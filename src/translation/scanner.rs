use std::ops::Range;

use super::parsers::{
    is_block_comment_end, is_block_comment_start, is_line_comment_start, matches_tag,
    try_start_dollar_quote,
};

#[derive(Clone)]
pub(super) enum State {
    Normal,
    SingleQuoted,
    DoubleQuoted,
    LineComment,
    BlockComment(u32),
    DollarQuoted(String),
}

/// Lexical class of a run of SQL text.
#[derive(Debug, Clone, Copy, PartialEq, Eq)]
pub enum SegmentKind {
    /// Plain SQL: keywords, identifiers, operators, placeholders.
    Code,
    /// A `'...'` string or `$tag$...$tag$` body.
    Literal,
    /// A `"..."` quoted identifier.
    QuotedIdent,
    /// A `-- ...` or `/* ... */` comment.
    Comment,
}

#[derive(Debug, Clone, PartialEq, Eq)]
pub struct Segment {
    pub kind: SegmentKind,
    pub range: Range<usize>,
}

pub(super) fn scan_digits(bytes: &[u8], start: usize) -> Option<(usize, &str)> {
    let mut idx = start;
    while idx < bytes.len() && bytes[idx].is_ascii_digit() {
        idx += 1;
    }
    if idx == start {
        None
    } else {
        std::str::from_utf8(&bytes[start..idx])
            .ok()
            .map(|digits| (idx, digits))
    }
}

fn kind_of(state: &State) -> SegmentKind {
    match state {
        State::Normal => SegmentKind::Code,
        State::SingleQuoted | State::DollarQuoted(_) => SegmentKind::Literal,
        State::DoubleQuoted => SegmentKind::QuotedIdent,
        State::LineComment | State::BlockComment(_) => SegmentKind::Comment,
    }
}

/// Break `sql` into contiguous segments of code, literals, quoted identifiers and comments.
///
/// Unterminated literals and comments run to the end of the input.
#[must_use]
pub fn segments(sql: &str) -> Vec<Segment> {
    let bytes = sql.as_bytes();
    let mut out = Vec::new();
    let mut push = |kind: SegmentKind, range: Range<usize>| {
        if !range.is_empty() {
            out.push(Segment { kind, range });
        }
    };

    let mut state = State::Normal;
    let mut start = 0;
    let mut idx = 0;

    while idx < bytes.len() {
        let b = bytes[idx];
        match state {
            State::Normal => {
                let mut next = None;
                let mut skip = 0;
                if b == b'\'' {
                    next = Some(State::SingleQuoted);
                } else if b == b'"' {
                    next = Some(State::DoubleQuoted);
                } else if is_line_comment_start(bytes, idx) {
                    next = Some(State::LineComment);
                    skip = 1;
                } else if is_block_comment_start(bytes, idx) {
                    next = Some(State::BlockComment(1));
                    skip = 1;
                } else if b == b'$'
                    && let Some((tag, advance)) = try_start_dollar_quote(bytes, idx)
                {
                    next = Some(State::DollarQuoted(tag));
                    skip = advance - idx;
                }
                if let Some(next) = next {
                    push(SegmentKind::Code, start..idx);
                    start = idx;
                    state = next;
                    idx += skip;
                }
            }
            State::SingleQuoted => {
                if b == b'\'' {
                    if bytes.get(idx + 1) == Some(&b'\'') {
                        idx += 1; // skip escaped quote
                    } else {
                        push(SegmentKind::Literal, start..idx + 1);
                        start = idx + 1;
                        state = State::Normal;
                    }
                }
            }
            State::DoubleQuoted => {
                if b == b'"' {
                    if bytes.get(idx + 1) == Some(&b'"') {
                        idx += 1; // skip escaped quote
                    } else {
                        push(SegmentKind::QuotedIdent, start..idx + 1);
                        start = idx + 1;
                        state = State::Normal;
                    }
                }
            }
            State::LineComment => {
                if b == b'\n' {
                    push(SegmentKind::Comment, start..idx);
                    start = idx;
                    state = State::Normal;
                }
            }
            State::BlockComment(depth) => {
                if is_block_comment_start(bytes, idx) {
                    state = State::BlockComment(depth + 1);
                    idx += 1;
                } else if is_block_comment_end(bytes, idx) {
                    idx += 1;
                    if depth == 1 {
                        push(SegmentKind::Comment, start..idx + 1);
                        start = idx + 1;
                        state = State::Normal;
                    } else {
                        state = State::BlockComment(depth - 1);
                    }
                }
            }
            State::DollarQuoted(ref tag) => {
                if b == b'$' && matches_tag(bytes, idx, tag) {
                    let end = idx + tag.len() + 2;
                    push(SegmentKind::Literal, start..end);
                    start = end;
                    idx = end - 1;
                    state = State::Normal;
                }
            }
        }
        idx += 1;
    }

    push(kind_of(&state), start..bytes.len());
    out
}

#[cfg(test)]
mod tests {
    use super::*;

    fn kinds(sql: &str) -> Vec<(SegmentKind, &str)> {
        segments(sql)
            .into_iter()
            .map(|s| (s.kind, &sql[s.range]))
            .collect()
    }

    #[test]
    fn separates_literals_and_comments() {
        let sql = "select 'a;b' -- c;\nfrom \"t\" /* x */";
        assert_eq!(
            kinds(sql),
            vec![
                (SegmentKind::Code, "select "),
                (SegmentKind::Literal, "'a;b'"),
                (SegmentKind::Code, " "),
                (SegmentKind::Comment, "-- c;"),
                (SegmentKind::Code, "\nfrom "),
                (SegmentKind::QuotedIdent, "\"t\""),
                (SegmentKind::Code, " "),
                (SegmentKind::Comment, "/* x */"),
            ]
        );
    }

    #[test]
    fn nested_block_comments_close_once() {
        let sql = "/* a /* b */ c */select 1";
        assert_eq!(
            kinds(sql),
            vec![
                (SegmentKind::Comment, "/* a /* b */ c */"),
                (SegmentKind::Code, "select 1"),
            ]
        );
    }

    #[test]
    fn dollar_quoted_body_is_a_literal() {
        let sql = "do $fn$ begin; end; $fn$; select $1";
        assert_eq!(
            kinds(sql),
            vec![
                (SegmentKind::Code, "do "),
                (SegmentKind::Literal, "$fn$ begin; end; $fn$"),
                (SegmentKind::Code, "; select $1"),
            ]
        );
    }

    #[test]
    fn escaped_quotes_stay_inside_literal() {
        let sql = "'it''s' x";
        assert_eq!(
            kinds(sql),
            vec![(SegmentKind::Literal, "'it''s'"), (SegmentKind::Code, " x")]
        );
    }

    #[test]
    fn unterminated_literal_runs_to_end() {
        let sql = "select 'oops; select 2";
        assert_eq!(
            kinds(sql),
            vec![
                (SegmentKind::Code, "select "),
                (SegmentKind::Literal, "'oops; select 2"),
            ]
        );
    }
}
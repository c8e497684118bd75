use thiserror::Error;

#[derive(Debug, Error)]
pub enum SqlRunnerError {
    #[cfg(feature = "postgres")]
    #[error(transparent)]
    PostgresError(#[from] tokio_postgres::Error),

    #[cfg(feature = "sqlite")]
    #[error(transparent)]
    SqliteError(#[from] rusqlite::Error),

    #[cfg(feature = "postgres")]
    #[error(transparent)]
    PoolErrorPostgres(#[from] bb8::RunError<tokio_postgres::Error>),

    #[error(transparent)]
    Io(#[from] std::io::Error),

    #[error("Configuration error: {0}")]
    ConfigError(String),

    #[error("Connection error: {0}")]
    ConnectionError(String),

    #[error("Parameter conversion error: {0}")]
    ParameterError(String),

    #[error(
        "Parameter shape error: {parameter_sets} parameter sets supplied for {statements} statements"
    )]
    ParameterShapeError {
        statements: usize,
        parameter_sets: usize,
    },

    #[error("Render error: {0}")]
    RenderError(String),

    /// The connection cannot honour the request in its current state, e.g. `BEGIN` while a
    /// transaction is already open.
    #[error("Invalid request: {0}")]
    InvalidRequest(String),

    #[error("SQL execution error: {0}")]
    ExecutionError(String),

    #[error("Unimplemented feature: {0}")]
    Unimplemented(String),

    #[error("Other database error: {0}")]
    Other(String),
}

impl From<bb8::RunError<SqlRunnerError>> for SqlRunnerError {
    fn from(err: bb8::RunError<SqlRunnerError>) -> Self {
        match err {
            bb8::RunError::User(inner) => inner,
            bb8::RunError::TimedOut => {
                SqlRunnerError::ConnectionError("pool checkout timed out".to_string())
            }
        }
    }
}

________________________

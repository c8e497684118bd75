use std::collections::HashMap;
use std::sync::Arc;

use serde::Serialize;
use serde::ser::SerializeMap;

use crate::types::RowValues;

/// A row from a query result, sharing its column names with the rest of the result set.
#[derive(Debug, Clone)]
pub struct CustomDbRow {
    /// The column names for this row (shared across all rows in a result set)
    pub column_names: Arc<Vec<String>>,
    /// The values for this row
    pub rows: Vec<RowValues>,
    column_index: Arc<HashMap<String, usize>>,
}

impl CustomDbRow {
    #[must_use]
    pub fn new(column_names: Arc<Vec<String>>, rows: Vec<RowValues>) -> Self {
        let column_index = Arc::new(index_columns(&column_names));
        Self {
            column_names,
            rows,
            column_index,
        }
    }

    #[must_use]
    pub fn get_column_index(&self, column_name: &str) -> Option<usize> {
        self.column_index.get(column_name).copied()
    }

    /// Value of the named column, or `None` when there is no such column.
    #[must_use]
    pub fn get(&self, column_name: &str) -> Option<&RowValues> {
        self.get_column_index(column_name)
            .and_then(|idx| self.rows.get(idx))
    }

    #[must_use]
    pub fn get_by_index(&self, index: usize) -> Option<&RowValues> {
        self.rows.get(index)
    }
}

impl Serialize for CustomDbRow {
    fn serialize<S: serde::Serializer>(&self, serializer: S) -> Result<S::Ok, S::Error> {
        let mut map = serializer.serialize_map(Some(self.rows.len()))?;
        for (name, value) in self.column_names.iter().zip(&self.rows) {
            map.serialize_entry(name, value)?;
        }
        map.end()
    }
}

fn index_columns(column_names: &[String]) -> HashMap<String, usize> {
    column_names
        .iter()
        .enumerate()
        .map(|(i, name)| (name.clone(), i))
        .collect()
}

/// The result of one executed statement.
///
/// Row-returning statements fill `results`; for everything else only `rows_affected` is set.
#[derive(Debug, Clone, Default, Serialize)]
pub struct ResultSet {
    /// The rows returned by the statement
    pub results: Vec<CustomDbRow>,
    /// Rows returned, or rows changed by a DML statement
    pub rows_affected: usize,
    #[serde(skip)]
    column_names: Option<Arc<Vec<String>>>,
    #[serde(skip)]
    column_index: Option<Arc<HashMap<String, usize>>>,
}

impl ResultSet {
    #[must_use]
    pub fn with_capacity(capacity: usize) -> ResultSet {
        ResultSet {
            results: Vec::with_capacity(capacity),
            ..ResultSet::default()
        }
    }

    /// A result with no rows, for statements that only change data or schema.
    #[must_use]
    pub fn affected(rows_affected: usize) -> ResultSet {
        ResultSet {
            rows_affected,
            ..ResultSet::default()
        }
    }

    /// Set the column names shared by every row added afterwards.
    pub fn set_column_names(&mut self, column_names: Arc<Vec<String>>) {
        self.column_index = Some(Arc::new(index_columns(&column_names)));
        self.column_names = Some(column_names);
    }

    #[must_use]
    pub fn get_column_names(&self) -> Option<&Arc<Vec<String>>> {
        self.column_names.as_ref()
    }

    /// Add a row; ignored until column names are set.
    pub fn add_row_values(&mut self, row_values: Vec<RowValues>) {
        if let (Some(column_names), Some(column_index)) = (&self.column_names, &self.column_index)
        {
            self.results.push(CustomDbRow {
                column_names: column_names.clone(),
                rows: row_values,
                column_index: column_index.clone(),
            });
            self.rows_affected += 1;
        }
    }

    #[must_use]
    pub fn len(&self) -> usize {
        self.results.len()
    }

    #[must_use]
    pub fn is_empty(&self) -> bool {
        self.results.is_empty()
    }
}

________________________

Please return every line of the records that contains the word "identifiers".

* _Solution for this task_
    /// Plain SQL: keywords, identifiers, operators, placeholders.
/// Break `sql` into contiguous segments of code, literals, quoted identifiers and comments.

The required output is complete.